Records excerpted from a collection
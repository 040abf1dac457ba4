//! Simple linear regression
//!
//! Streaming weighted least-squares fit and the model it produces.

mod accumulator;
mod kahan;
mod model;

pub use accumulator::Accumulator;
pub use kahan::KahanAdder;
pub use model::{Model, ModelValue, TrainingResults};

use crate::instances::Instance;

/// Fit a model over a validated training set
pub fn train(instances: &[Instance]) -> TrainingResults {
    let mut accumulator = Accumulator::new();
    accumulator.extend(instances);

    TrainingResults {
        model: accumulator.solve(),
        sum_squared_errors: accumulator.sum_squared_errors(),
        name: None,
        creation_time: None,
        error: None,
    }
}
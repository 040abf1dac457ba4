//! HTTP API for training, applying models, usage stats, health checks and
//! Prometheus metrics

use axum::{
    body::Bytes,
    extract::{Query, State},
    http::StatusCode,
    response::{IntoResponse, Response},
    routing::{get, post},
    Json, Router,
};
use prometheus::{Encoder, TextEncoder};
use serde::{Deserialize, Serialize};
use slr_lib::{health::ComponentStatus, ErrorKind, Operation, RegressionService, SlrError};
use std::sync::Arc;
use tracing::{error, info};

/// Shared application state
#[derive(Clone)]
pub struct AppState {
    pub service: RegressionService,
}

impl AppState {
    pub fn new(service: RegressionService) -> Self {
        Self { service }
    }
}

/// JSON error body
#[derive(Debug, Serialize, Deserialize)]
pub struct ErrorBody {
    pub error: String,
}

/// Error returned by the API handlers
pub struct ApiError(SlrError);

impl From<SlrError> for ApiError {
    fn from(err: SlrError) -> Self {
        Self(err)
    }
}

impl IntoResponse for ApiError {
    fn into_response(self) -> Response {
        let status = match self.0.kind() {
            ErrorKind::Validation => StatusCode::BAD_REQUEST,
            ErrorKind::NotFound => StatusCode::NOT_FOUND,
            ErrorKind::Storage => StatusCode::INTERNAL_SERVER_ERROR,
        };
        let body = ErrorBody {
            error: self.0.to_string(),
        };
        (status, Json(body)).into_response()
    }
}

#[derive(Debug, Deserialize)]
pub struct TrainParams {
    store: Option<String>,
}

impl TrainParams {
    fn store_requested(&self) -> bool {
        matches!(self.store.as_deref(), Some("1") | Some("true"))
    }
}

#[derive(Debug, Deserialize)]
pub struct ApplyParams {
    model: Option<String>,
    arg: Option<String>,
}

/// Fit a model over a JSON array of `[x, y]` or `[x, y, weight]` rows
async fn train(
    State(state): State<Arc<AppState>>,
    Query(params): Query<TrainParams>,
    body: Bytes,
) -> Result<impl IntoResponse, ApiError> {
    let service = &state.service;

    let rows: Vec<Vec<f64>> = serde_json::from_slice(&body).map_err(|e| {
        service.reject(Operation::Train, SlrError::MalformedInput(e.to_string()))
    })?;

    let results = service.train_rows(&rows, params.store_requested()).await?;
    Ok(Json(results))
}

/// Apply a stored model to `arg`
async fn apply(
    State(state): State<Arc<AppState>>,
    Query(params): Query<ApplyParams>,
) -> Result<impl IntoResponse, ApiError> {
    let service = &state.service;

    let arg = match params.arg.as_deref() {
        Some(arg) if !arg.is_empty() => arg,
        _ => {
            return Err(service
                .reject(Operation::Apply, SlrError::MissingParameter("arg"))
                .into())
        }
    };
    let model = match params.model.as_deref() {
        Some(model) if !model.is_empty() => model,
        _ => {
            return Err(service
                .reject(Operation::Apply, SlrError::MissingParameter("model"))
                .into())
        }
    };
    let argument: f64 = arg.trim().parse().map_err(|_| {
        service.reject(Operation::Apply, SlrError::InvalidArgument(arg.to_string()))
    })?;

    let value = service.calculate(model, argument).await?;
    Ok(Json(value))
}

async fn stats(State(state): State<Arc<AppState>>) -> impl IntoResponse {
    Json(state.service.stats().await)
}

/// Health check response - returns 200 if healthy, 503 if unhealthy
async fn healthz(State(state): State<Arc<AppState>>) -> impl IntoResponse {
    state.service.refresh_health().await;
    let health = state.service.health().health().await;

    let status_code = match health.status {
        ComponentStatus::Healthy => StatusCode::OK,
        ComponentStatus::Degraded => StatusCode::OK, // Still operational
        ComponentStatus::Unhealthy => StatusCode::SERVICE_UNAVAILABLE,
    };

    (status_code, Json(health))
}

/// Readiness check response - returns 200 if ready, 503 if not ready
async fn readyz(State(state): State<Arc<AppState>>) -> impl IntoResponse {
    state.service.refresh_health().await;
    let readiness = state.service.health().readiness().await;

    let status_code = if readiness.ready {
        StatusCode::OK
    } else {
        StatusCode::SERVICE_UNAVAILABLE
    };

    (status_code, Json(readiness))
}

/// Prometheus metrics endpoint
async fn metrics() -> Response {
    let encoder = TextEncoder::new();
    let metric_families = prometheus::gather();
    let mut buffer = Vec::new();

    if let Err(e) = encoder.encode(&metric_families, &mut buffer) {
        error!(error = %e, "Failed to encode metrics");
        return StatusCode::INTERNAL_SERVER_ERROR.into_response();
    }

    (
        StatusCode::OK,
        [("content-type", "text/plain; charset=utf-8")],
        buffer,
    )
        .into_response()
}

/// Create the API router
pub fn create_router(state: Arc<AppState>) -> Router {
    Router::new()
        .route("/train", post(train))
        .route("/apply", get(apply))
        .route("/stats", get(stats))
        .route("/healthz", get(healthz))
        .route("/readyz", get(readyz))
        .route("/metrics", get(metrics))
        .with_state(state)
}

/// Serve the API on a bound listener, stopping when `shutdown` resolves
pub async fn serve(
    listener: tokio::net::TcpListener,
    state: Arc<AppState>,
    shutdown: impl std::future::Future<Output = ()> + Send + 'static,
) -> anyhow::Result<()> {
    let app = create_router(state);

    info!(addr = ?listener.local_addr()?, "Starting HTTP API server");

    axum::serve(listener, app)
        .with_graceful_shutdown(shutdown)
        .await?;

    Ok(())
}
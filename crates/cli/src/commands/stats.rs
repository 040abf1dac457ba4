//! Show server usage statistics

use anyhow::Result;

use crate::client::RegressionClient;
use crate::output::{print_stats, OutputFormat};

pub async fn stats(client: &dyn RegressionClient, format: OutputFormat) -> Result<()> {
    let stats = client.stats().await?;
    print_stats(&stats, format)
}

What you will do
What is needed is an exact copy of the entries from their first line down to the line with "accumulator.extend(instances);", that line included, and nothing beyond it.

Task output
repository 040abf1dac457ba4
//! Simple linear regression
//!
//! Streaming weighted least-squares fit and the model it produces.

mod accumulator;
mod kahan;
mod model;

pub use accumulator::Accumulator;
pub use kahan::KahanAdder;
pub use model::{Model, ModelValue, TrainingResults};

use crate::instances::Instance;

/// Fit a model over a validated training set
pub fn train(instances: &[Instance]) -> TrainingResults {
    let mut accumulator = Accumulator::new();
    accumulator.extend(instances);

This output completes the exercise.